• What you should do: Check each line of the entries for "struct" and report the ones that have it.

• Records shown:

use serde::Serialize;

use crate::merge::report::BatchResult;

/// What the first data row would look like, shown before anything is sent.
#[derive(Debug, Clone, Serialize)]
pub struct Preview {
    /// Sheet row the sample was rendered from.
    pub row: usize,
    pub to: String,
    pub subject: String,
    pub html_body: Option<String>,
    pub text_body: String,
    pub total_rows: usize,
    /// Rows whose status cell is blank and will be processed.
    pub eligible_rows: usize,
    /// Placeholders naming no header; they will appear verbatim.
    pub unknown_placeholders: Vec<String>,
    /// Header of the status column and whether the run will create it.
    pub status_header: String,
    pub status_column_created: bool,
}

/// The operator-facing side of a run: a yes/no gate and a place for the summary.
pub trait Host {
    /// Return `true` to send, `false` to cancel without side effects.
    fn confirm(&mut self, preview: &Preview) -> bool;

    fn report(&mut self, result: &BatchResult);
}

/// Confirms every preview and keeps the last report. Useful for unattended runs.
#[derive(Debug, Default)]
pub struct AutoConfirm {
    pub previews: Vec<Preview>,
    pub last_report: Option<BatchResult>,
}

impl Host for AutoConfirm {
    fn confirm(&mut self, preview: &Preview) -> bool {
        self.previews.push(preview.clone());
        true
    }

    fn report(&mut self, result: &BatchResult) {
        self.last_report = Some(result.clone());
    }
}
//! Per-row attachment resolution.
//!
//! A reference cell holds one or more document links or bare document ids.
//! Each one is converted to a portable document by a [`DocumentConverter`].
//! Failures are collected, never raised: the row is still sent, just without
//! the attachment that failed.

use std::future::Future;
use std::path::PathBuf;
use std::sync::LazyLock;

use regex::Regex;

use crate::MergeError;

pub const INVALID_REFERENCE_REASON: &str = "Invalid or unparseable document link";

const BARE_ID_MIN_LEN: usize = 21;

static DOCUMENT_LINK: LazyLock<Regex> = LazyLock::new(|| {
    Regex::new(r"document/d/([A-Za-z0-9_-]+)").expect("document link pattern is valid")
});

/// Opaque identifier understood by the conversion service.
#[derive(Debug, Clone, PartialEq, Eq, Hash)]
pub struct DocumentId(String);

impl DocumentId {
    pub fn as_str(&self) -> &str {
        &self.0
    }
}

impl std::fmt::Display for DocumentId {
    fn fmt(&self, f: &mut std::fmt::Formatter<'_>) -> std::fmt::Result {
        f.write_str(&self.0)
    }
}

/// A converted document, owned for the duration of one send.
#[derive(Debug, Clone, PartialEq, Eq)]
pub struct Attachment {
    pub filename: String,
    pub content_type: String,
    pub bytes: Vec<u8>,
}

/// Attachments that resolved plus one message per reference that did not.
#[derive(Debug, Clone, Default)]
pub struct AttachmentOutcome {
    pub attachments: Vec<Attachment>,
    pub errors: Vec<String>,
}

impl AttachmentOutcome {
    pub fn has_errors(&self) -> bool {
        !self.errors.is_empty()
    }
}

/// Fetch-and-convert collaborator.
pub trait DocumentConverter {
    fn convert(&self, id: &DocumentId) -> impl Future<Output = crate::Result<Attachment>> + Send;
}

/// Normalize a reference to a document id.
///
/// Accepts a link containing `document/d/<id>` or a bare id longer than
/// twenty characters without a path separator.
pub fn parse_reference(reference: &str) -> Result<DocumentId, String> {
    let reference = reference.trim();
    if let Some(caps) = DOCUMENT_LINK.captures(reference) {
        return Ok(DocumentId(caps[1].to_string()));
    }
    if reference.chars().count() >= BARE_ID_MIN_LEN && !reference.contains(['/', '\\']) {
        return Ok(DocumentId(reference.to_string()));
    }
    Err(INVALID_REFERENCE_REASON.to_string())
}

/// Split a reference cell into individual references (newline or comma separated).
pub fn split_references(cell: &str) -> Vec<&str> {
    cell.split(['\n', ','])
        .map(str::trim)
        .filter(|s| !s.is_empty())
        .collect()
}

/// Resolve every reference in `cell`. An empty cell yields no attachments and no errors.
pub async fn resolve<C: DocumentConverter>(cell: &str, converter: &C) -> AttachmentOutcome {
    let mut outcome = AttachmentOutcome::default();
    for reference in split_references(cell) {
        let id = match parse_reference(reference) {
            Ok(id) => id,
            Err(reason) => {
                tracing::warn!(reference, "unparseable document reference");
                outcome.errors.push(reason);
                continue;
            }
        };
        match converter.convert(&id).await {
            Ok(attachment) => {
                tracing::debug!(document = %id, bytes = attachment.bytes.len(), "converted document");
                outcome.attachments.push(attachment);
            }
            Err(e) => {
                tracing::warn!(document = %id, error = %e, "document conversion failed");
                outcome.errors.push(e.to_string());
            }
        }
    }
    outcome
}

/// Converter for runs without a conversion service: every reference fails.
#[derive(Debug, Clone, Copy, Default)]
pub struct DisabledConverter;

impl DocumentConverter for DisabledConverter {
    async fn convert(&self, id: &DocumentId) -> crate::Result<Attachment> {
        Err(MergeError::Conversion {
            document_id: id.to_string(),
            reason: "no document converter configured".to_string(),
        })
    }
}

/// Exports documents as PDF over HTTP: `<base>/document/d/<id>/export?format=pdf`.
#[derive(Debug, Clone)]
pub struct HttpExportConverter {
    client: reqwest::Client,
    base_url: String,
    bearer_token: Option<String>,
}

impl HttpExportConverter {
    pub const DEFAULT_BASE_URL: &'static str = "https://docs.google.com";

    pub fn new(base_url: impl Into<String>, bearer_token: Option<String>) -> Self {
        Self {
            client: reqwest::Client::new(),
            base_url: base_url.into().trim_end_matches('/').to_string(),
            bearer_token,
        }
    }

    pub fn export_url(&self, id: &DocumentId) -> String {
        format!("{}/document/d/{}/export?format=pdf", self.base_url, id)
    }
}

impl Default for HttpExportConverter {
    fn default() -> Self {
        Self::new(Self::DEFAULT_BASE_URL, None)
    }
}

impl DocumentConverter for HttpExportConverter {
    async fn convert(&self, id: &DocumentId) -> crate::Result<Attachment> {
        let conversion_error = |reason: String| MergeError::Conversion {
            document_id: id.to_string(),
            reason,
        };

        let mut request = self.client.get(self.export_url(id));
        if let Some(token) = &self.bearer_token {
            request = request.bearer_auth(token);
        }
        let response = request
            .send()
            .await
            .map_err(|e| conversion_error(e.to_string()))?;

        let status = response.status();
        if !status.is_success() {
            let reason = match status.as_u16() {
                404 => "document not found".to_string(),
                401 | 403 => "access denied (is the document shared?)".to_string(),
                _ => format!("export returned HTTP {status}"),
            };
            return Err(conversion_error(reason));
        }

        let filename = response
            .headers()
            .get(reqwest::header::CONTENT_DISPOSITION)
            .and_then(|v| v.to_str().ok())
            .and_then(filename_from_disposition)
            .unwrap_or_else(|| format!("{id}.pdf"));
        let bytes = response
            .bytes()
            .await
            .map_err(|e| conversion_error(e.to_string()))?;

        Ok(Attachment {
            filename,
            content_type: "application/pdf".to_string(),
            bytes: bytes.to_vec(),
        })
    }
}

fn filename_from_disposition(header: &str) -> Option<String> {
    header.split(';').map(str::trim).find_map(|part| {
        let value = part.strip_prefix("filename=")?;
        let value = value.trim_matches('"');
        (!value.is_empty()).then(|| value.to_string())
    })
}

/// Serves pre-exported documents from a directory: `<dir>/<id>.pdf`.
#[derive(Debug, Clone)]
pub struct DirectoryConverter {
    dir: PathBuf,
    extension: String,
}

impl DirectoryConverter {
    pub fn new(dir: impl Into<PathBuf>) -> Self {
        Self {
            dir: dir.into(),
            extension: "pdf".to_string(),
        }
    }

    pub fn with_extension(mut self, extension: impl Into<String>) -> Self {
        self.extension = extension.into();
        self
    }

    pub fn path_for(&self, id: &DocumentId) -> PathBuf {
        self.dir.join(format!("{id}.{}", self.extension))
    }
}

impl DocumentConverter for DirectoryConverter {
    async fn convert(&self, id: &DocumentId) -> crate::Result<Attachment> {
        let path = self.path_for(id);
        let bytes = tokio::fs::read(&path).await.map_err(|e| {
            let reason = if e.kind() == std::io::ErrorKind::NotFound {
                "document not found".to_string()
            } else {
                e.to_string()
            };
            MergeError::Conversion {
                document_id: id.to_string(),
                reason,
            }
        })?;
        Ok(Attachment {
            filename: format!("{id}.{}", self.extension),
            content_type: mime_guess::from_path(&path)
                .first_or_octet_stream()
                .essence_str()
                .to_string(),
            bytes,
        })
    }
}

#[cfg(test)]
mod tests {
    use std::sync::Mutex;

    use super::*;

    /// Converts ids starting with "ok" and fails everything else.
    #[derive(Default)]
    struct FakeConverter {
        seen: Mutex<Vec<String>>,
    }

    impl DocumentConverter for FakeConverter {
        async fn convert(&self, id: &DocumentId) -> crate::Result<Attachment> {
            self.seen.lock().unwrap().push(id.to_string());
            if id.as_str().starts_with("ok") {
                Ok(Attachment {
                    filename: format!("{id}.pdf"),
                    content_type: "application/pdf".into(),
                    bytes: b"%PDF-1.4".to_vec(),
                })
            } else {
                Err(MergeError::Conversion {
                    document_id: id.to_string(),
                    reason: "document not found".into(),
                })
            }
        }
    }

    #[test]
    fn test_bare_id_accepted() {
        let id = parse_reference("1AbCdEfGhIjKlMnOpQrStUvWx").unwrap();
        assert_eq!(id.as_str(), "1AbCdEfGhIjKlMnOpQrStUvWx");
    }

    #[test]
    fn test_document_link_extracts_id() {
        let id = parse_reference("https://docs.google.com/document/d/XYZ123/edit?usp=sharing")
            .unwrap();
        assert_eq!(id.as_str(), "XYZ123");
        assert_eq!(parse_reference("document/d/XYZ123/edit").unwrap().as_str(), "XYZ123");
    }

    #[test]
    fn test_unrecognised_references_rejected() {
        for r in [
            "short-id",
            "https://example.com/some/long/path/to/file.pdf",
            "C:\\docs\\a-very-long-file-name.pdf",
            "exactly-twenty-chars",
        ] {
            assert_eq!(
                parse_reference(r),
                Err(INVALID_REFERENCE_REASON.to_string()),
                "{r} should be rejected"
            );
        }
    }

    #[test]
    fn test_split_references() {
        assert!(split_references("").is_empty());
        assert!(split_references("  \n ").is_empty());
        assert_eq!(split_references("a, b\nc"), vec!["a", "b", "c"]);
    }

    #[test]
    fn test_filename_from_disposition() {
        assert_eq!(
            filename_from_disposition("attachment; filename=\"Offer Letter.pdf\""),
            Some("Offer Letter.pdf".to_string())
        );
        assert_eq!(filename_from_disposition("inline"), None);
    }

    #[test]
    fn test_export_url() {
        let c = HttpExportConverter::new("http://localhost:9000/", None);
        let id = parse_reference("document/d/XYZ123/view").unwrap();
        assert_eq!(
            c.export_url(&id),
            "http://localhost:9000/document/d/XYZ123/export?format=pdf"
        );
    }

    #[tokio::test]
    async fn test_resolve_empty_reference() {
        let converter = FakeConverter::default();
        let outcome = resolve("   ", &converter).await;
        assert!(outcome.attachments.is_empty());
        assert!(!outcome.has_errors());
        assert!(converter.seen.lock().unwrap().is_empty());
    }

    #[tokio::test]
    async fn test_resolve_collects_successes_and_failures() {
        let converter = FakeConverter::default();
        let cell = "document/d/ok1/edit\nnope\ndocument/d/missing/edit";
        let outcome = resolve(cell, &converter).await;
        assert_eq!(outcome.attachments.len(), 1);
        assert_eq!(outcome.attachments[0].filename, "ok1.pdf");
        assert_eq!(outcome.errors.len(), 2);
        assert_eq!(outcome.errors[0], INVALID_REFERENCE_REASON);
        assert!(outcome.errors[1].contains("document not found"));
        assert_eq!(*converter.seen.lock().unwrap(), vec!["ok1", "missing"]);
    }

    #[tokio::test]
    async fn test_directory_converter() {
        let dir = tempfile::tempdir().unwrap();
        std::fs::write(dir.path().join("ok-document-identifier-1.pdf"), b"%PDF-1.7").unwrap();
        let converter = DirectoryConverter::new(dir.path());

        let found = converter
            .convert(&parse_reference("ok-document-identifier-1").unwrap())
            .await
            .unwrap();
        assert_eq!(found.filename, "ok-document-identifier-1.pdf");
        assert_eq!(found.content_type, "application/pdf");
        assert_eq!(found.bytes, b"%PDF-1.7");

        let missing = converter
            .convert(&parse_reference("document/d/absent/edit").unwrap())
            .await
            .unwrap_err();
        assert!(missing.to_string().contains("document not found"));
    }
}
* * *
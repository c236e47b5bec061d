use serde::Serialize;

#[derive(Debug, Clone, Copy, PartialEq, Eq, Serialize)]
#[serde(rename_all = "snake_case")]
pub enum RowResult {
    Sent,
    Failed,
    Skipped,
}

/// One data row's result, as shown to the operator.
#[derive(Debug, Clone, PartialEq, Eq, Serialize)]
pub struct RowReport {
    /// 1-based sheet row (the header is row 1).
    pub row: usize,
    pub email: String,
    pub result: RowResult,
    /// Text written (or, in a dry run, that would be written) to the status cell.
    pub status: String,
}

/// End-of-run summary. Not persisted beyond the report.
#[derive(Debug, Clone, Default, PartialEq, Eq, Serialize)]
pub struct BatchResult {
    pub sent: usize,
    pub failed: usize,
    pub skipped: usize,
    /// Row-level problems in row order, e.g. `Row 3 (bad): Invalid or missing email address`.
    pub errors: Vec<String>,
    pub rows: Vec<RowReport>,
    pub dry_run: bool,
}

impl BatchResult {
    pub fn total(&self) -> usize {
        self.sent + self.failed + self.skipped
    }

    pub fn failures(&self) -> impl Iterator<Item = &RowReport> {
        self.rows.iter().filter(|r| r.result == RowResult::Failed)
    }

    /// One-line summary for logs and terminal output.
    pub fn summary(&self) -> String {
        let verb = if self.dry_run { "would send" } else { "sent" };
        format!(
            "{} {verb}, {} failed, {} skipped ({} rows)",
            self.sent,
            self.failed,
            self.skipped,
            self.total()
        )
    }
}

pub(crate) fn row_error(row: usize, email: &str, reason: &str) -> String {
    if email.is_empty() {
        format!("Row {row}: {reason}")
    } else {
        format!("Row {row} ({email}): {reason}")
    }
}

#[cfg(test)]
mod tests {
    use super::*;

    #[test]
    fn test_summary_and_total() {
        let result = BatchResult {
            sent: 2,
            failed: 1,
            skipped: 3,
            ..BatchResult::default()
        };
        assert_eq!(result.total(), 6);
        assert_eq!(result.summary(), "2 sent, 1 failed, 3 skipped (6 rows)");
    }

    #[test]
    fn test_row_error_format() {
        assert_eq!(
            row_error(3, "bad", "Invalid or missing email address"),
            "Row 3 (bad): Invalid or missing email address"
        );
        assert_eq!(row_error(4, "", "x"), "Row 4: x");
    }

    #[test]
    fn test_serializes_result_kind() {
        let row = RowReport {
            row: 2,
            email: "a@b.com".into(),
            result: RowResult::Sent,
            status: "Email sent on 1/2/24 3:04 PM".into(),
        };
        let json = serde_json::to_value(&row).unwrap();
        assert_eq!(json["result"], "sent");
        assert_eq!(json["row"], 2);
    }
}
...
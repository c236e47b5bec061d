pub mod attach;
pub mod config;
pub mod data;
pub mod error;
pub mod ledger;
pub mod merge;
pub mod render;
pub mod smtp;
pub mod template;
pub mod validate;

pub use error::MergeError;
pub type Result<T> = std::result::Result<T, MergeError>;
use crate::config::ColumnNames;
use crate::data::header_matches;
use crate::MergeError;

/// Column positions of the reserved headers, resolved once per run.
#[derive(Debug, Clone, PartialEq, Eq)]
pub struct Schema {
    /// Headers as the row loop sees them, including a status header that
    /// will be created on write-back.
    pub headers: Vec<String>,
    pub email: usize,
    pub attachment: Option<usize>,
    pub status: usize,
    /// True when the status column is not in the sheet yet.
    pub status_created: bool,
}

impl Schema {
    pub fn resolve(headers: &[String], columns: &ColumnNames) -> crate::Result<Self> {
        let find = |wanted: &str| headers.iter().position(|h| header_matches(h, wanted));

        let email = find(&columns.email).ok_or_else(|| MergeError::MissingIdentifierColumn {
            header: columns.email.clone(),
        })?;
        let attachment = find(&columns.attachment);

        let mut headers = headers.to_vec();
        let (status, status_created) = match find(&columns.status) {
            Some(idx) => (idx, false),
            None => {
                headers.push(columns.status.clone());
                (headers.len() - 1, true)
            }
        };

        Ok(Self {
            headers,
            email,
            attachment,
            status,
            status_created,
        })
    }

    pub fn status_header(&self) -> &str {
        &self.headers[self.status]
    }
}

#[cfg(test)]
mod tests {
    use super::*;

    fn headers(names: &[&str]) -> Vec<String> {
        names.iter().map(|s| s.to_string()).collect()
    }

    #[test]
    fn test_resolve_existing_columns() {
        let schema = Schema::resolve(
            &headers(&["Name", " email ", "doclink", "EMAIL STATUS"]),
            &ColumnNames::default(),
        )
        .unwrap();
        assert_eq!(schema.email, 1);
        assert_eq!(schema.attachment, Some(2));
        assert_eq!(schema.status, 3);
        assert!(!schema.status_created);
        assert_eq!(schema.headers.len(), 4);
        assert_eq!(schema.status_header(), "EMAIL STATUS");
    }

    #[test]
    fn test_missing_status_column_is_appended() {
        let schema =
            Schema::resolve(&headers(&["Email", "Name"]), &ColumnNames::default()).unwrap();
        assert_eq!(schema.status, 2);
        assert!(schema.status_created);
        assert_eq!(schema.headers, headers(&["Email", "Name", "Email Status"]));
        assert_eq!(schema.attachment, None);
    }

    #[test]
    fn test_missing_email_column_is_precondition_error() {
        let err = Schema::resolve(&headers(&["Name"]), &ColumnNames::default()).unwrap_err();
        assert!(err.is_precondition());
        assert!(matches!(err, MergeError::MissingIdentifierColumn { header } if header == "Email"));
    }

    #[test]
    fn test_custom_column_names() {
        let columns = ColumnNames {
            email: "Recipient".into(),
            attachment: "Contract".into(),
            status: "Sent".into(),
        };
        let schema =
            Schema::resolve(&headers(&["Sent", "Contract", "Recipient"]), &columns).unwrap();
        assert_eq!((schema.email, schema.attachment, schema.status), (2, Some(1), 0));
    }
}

• Task answer:
pub struct Preview {
pub struct AutoConfirm {
pub struct DocumentId(String);
pub struct Attachment {
pub struct AttachmentOutcome {
pub struct DisabledConverter;
pub struct HttpExportConverter {
pub struct DirectoryConverter {
    struct FakeConverter {
pub struct RowReport {
pub struct BatchResult {
pub struct Schema {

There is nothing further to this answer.